Poetas, filósofos y marchantes pueblan un universo vanguardista en el que las colaboraciones y admiraciones, aversiones y odios, son moneda común; de la misma manera que la tensión inherente a la competencia, tan fructífera cuando quienes compiten lo hacen con brillantez, inteligencia y amor verdadero por aquello que se cultiva. En este sentido, el paroxismo de la exposición se halla en París versus Berlín: "Internacional de la Cultura" la primera, en palabras de Harold Rosenberg; metrópoli borde la segunda, que Grosz resume ferozmente en Escena callejera (1925). Será el mismo artista que en el Registro 13 (Collage, dadá, destrucción) asuma la máxima picassiana de "cada acto de creación es ante todo un acto de destrucción": lo hace en Korrigierter Picasso. La vie hereuse (Dr. Karl Einstein), pieza realizada junto con John Heartfield en 1920. El ascenso del nazismo y la Segunda Guerra Mundial implican una toma de postura, una ética asociada a la disidencia activa y al coraje de vivir en tiempos de noche y niebla. Ahí encontramos el cascote de una Europa destrozada (Vánitas, 1946), o los desastres de Otto Dix (La Guerra, 1924), además del Interregnum (1936) irónico y amargo de -otra vez- Grosz.

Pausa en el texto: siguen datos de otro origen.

/*
 * error.rs
 * Copyright (c) 2025 Posit, PBC
 */

//! Error types for template expansion and sanitizing.

use std::io;
use std::path::PathBuf;
use thiserror::Error;

/// Result type alias for template expansion.
pub type Result<T> = std::result::Result<T, Error>;

/// Errors raised while expanding a template document.
#[derive(Debug, Error)]
pub enum Error {
    /// The template itself is not valid YAML
    #[error("failed to parse template")]
    Parse(#[from] gencfg_yaml::Error),

    /// A field expanded to text that is not valid YAML
    #[error("expanded value of field '{field}' is not valid YAML")]
    Fragment {
        field: String,
        #[source]
        source: gencfg_yaml::Error,
    },

    /// A field failed to compile or render
    #[error("failed to expand field '{field}'")]
    Expression {
        field: String,
        #[source]
        source: minijinja::Error,
    },

    /// A host fact could not be determined
    #[error("failed to determine {fact}")]
    Environment {
        fact: &'static str,
        #[source]
        source: io::Error,
    },

    /// Every attempt to reserve a fresh port hit one already handed out
    #[error("no unused local port found after {attempts} attempts")]
    PortExhausted { attempts: u32 },

    #[error(transparent)]
    Io(#[from] io::Error),

    #[error("failed to determine the current directory")]
    CurrentDir(#[source] io::Error),
}

/// Errors raised while sanitizing a record.
#[derive(Debug, Error)]
pub enum SanitizeError {
    #[error("unknown sanitize tag: {0}")]
    UnknownTag(String),

    #[error("sanitize tag '{tag}' on '{field}' only works on strings")]
    TypeMismatch { tag: String, field: String },

    #[error("sanitize tag 'test_call' on '{field}' needs a function name")]
    MissingTestCall { field: String },

    #[error("no test function registered as '{name}'")]
    UnknownTestCall { name: String },

    #[error("test function '{name}' failed on '{field}': {message}")]
    TestCall {
        name: String,
        field: String,
        message: String,
    },

    #[error("failed to create directory {}", path.display())]
    Io {
        path: PathBuf,
        #[source]
        source: io::Error,
    },

    #[error("failed to make '{path}' absolute")]
    AbsPath {
        path: String,
        #[source]
        source: io::Error,
    },

    #[error("index {index}")]
    Index {
        index: usize,
        #[source]
        source: Box<SanitizeError>,
    },

    #[error("key {key}")]
    Key {
        key: String,
        #[source]
        source: Box<SanitizeError>,
    },
}

impl SanitizeError {
    /// The innermost error, with index and key wrappers removed.
    pub fn root_cause(&self) -> &SanitizeError {
        match self {
            SanitizeError::Index { source, .. } | SanitizeError::Key { source, .. } => {
                source.root_cause()
            }
            other => other,
        }
    }
}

"Bolchevique cultural número uno" para algún ideólogo nacionalsocialista, Grosz formó parte del catálogo de Entartete Kunst, la exposición de arte degenerado con la que el nazismo condenó a la hoguera a la plana mayor moderna. Matar la modernidad -Registro 18 de la exposición- constituye un capítulo narrativo que, a través de la imagen en movimiento, continúa causando no poco estupor. El que debieron sentir muchos alemanes y austríacos al leer aquellas infamias, frases impresas destinadas a revelar "el alma racial del judío", con referencias explícitas a personajes como Rosa Luxemburgo (doblemente odiada, por marxista y judía). Se concede, así, una especie de rehabilitación especial al retrato de Erna, esposa de Kirchner (1917). El nazismo persiguió una práctica artística que habría "desfigurado" el arte alemán: la obra de "los herederos de Grünewald", dice Jean Clair.

Es Grünewald uno de los maestros antiguos que la muestra del Picasso malacitano apunta como una de las influencias germanas recibidas por un artista que nunca pisó, paradójicamente, Alemania. La preferencia por el naturalismo, que él mismo se encarga de dinamitar en sucesivas interpretaciones de la Venus y Cupido el ladrón de miel(1537) de Lucas Cranach El Viejo (de quien revisitará con insistencia y lenguajes diferentes su David y Betsabé), se antepone al ornato por el ornato italiano. Asimismo, queda patente el interés de Picasso por la Crucifixión; partiendo del magisterio renacentista, el malagueño irá transformando en manchas progresivamente fragmentadas… hasta alcanzar un estado óseo: la anatomía desfigurada del soldado moderno. Aunque es el Retrato de una mujer (1539), del joven Cranach, el que se lleva la palma, con distintas adaptaciones cromáticas de su propia versión, amén de obras directamente deudoras de aquella dama, como Joven inspirada por Cranach (1949). Decía Nietzsche que aquel que llegase a conocer los viejos orígenes acabaría buscando los manantiales del futuro… En este sentido, cabe afirmar que el regreso del de Málaga a los clásicos es ya de por sí un clásico. Una actitud que le permitía escapar de sí mismo y de cada uno de los ismos a los que se le asoció. Conectando, por la vía de esa tradición pictórica -alemana, en esta ocasión- con las vanguardias del país donde un ruso (Kandinsky) le definió, afirma Peter-Klaus Schuster, como "el genio artístico del siglo". Sucedió en Múnich.